## Work order
Exact reproduction is required for all entries.
[Source material — start]
// ═══════════════════════════════════════════════════════════════════════════
// 执行环境
// ═══════════════════════════════════════════════════════════════════════════

/// 执行环境 (子查询共享)
#[derive(Clone)]
pub(crate) struct Environment {
    pub tracker: Arc<dyn IssueTracker>,
    pub sources: SourceRegistry,
    pub cache: Option<MinimumRecencyCache>,
    pub enable_cache: bool,
    pub progress: Arc<dyn Progress>,
    pub functions: FunctionRegistry,
}

// ═══════════════════════════════════════════════════════════════════════════
// 执行器
// ═══════════════════════════════════════════════════════════════════════════

/// 查询执行器
pub struct Executor {
    query: Arc<Query>,
    parameters: Parameters,
    env: Environment,
    schema: Option<Vec<SchemaRow>>,
}

impl Executor {
    pub fn builder(tracker: Arc<dyn IssueTracker>, definition: QueryDefinition) -> ExecutorBuilder {
        ExecutorBuilder::new(tracker, definition)
    }

    /// 默认配置 (内置数据源, 无缓存, 不记录进度)
    pub fn new(tracker: Arc<dyn IssueTracker>, definition: QueryDefinition) -> Self {
        Self::builder(tracker, definition).build()
    }

    pub(crate) fn with_environment(query: Query, parameters: Parameters, env: Environment) -> Self {
        Self {
            query: Arc::new(query),
            parameters,
            env,
            schema: None,
        }
    }

    pub fn query(&self) -> &Query {
        &self.query
    }

    pub fn parameters(&self) -> &Parameters {
        &self.parameters
    }

    pub(crate) fn environment(&self) -> &Environment {
        &self.env
    }

    /// 缓存键: 版本 + 连接 + 影响数据源结果的子句 + where 中实际用到的参数
    pub fn cache_key(&self) -> String {
        let query = &self.query;
        let strings = |items: Vec<String>| Value::List(items.into_iter().map(Value::String).collect());

        let (where_text, used) = match query.where_clause() {
            WhereClause::Fragments(items) => {
                let fragments: Vec<String> = items.iter().map(|e| e.to_string()).collect();
                let used = find_used_parameters(&fragments.join(" "));
                (strings(fragments).to_string(), used)
            }
            WhereClause::Params(map) => (
                Value::from_json(&JsonValue::Object(map.clone())).to_string(),
                Vec::new(),
            ),
        };
        let used_params: Bindings = used
            .into_iter()
            .filter_map(|name| self.parameters.get(&name).map(|v| (name, v.clone())))
            .collect();

        [
            VERSION.to_string(),
            self.env.tracker.client_info(),
            query.source().to_string(),
            where_text,
            strings(query.order_by()).to_string(),
            query
                .limit()
                .map(|limit| limit.to_string())
                .unwrap_or_else(|| Value::Null.to_string()),
            strings(query.expand()).to_string(),
            Value::Map(used_params).to_string(),
        ]
        .join(":")
    }

    /// 全部需要求值的表达式 (参数校验用)
    fn expressions(&self) -> Vec<String> {
        let query = &self.query;
        let mut expressions: Vec<String> = query
            .select()
            .into_iter()
            .chain(query.static_columns())
            .chain(query.calculate())
            .map(|field| field.expression)
            .collect();
        expressions.extend(query.filter());
        expressions.extend(query.having());
        expressions.extend(query.group_by());
        expressions.extend(query.sort_by().into_iter().map(|(expression, _)| expression));
        if let WhereClause::Fragments(items) = query.where_clause() {
            expressions.extend(items.iter().map(|e| e.to_string()));
        }
        expressions
    }

    fn check_parameters(&self) -> Result<()> {
        let known: Vec<String> = self.parameters.keys().cloned().collect();
        for expression in self.expressions() {
            if let Some(missing) = find_missing_parameters(&expression, &known).into_iter().next() {
                return Err(SelectError::ParameterMissing(missing));
            }
        }
        Ok(())
    }

    /// static 列: 不绑定任何字段, 只能引用参数; 任何错误都中止查询
    fn static_values(&self, engine: &ExpressionEngine) -> Result<Vec<(String, Value)>> {
        let interpolations = ParameterInterpolations::new(&self.parameters);
        let empty = Bindings::new();
        self.query
            .static_columns()
            .into_iter()
            .map(|field| {
                let value =
                    engine.evaluate(&field.expression, &empty, Some(&interpolations), ErrorMode::Strict)?;
                Ok((field.column, value))
            })
            .collect()
    }

    fn function_registry(&self) -> FunctionRegistry {
        let mut registry = FunctionRegistry::builtin();
        functions::register(&mut registry, self);
        for name in self.env.functions.names() {
            if let Some(function) = self.env.functions.get(&name) {
                registry.register_arc(&name, function);
            }
        }
        registry
    }

    /// 校验并组装流水线, 返回惰性的输出行迭代器
    pub fn rows(&self) -> Result<Rows> {
        self.check_parameters()?;

        let factory = self.env.sources.get(self.query.source()).ok_or_else(|| {
            SelectError::Query(format!(
                "No search for source {} implemented.",
                self.query.source()
            ))
        })?;

        let engine = ExpressionEngine::new(Arc::new(self.function_registry()));
        let static_values = self.static_values(&engine)?;

        let progress = Arc::clone(&self.env.progress);
        let source_task = progress.add_task(factory.name(), false);
        let stages: Vec<(StageKind, TaskId)> = StageKind::PIPELINE
            .iter()
            .filter(|kind| kind.is_active(&self.query))
            .map(|kind| (*kind, progress.add_task(kind.label(), false)))
            .collect();
        let select_task = progress.add_task("select", false);

        let source_channel = CounterChannel::new();
        let context = SourceContext::new(
            Arc::clone(&self.query),
            Arc::clone(&self.env.tracker),
            self.parameters.clone(),
            Arc::clone(&progress),
            source_task,
            source_channel.clone(),
        );
        let source = factory.open(context.clone())?;

        let scope = Rc::new(PipelineScope::new(
            engine,
            self.query.group_by(),
            self.parameters.clone(),
            Arc::clone(&self.env.tracker),
            Arc::clone(&factory),
            self.schema.clone(),
        ));

        let cache = match (self.query.cache(), &self.env.cache) {
            (Some((min_recency, max_store)), Some(cache)) => Some(CachePolicy {
                cache: cache.clone(),
                key: self.cache_key(),
                read_recency: min_recency.filter(|_| self.env.enable_cache),
                max_store,
            }),
            _ => None,
        };

        let mut stream: RowStream = Box::new(SourceStage::new(
            source,
            context,
            Arc::clone(&factory),
            Rc::clone(&scope),
            cache,
        ));
        let mut channel = source_channel;
        for (kind, task) in stages {
            let output = CounterChannel::new();
            let stage_context = StageContext::new(Arc::clone(&progress), task, channel, output.clone());
            stream = kind.apply(stream, &self.query, Rc::clone(&scope), stage_context);
            channel = output;
        }

        info!(
            "Executing query against {} (cache: {})",
            self.query.source(),
            self.query.cache().is_some()
        );

        Ok(Rows {
            upstream: stream,
            scope,
            query: Arc::clone(&self.query),
            static_values,
            select: None,
            input: channel,
            progress,
            task: select_task,
            emitted: 0,
            timer: Some(Timer::new(QUERY_LATENCY.clone())),
            done: false,
        })
    }

    /// 执行并收集全部输出行
    pub fn collect_rows(&self) -> Result<Vec<OutputRow>> {
        self.rows()?.collect()
    }
}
[Source material — finish]
## Solved exercise
// ═══════════════════════════════════════════════════════════════════════════
// 执行环境
// ═══════════════════════════════════════════════════════════════════════════

/// 执行环境 (子查询共享)
#[derive(Clone)]
pub(crate) struct Environment {
    pub tracker: Arc<dyn IssueTracker>,
    pub sources: SourceRegistry,
    pub cache: Option<MinimumRecencyCache>,
    pub enable_cache: bool,
    pub progress: Arc<dyn Progress>,
    pub functions: FunctionRegistry,
}

// ═══════════════════════════════════════════════════════════════════════════
// 执行器
// ═══════════════════════════════════════════════════════════════════════════

/// 查询执行器
pub struct Executor {
    query: Arc<Query>,
    parameters: Parameters,
    env: Environment,
    schema: Option<Vec<SchemaRow>>,
}

impl Executor {
    pub fn builder(tracker: Arc<dyn IssueTracker>, definition: QueryDefinition) -> ExecutorBuilder {
        ExecutorBuilder::new(tracker, definition)
    }

    /// 默认配置 (内置数据源, 无缓存, 不记录进度)
    pub fn new(tracker: Arc<dyn IssueTracker>, definition: QueryDefinition) -> Self {
        Self::builder(tracker, definition).build()
    }

    pub(crate) fn with_environment(query: Query, parameters: Parameters, env: Environment) -> Self {
        Self {
            query: Arc::new(query),
            parameters,
            env,
            schema: None,
        }
    }

    pub fn query(&self) -> &Query {
        &self.query
    }

    pub fn parameters(&self) -> &Parameters {
        &self.parameters
    }

    pub(crate) fn environment(&self) -> &Environment {
        &self.env
    }

    /// 缓存键: 版本 + 连接 + 影响数据源结果的子句 + where 中实际用到的参数
    pub fn cache_key(&self) -> String {
        let query = &self.query;
        let strings = |items: Vec<String>| Value::List(items.into_iter().map(Value::String).collect());

        let (where_text, used) = match query.where_clause() {
            WhereClause::Fragments(items) => {
                let fragments: Vec<String> = items.iter().map(|e| e.to_string()).collect();
                let used = find_used_parameters(&fragments.join(" "));
                (strings(fragments).to_string(), used)
            }
            WhereClause::Params(map) => (
                Value::from_json(&JsonValue::Object(map.clone())).to_string(),
                Vec::new(),
            ),
        };
        let used_params: Bindings = used
            .into_iter()
            .filter_map(|name| self.parameters.get(&name).map(|v| (name, v.clone())))
            .collect();

        [
            VERSION.to_string(),
            self.env.tracker.client_info(),
            query.source().to_string(),
            where_text,
            strings(query.order_by()).to_string(),
            query
                .limit()
                .map(|limit| limit.to_string())
                .unwrap_or_else(|| Value::Null.to_string()),
            strings(query.expand()).to_string(),
            Value::Map(used_params).to_string(),
        ]
        .join(":")
    }

    /// 全部需要求值的表达式 (参数校验用)
    fn expressions(&self) -> Vec<String> {
        let query = &self.query;
        let mut expressions: Vec<String> = query
            .select()
            .into_iter()
            .chain(query.static_columns())
            .chain(query.calculate())
            .map(|field| field.expression)
            .collect();
        expressions.extend(query.filter());
        expressions.extend(query.having());
        expressions.extend(query.group_by());
        expressions.extend(query.sort_by().into_iter().map(|(expression, _)| expression));
        if let WhereClause::Fragments(items) = query.where_clause() {
            expressions.extend(items.iter().map(|e| e.to_string()));
        }
        expressions
    }

    fn check_parameters(&self) -> Result<()> {
        let known: Vec<String> = self.parameters.keys().cloned().collect();
        for expression in self.expressions() {
            if let Some(missing) = find_missing_parameters(&expression, &known).into_iter().next() {
                return Err(SelectError::ParameterMissing(missing));
            }
        }
        Ok(())
    }

    /// static 列: 不绑定任何字段, 只能引用参数; 任何错误都中止查询
    fn static_values(&self, engine: &ExpressionEngine) -> Result<Vec<(String, Value)>> {
        let interpolations = ParameterInterpolations::new(&self.parameters);
        let empty = Bindings::new();
        self.query
            .static_columns()
            .into_iter()
            .map(|field| {
                let value =
                    engine.evaluate(&field.expression, &empty, Some(&interpolations), ErrorMode::Strict)?;
                Ok((field.column, value))
            })
            .collect()
    }

    fn function_registry(&self) -> FunctionRegistry {
        let mut registry = FunctionRegistry::builtin();
        functions::register(&mut registry, self);
        for name in self.env.functions.names() {
            if let Some(function) = self.env.functions.get(&name) {
                registry.register_arc(&name, function);
            }
        }
        registry
    }

    /// 校验并组装流水线, 返回惰性的输出行迭代器
    pub fn rows(&self) -> Result<Rows> {
        self.check_parameters()?;

        let factory = self.env.sources.get(self.query.source()).ok_or_else(|| {
            SelectError::Query(format!(
                "No search for source {} implemented.",
                self.query.source()
            ))
        })?;

        let engine = ExpressionEngine::new(Arc::new(self.function_registry()));
        let static_values = self.static_values(&engine)?;

        let progress = Arc::clone(&self.env.progress);
        let source_task = progress.add_task(factory.name(), false);
        let stages: Vec<(StageKind, TaskId)> = StageKind::PIPELINE
            .iter()
            .filter(|kind| kind.is_active(&self.query))
            .map(|kind| (*kind, progress.add_task(kind.label(), false)))
            .collect();
        let select_task = progress.add_task("select", false);

        let source_channel = CounterChannel::new();
        let context = SourceContext::new(
            Arc::clone(&self.query),
            Arc::clone(&self.env.tracker),
            self.parameters.clone(),
            Arc::clone(&progress),
            source_task,
            source_channel.clone(),
        );
        let source = factory.open(context.clone())?;

        let scope = Rc::new(PipelineScope::new(
            engine,
            self.query.group_by(),
            self.parameters.clone(),
            Arc::clone(&self.env.tracker),
            Arc::clone(&factory),
            self.schema.clone(),
        ));

        let cache = match (self.query.cache(), &self.env.cache) {
            (Some((min_recency, max_store)), Some(cache)) => Some(CachePolicy {
                cache: cache.clone(),
                key: self.cache_key(),
                read_recency: min_recency.filter(|_| self.env.enable_cache),
                max_store,
            }),
            _ => None,
        };

        let mut stream: RowStream = Box::new(SourceStage::new(
            source,
            context,
            Arc::clone(&factory),
            Rc::clone(&scope),
            cache,
        ));
        let mut channel = source_channel;
        for (kind, task) in stages {
            let output = CounterChannel::new();
            let stage_context = StageContext::new(Arc::clone(&progress), task, channel, output.clone());
            stream = kind.apply(stream, &self.query, Rc::clone(&scope), stage_context);
            channel = output;
        }

        info!(
            "Executing query against {} (cache: {})",
            self.query.source(),
            self.query.cache().is_some()
        );

        Ok(Rows {
            upstream: stream,
            scope,
            query: Arc::clone(&self.query),
            static_values,
            select: None,
            input: channel,
            progress,
            task: select_task,
            emitted: 0,
            timer: Some(Timer::new(QUERY_LATENCY.clone())),
            done: false,
        })
    }

    /// 执行并收集全部输出行
    pub fn collect_rows(&self) -> Result<Vec<OutputRow>> {
        self.rows()?.collect()
    }
}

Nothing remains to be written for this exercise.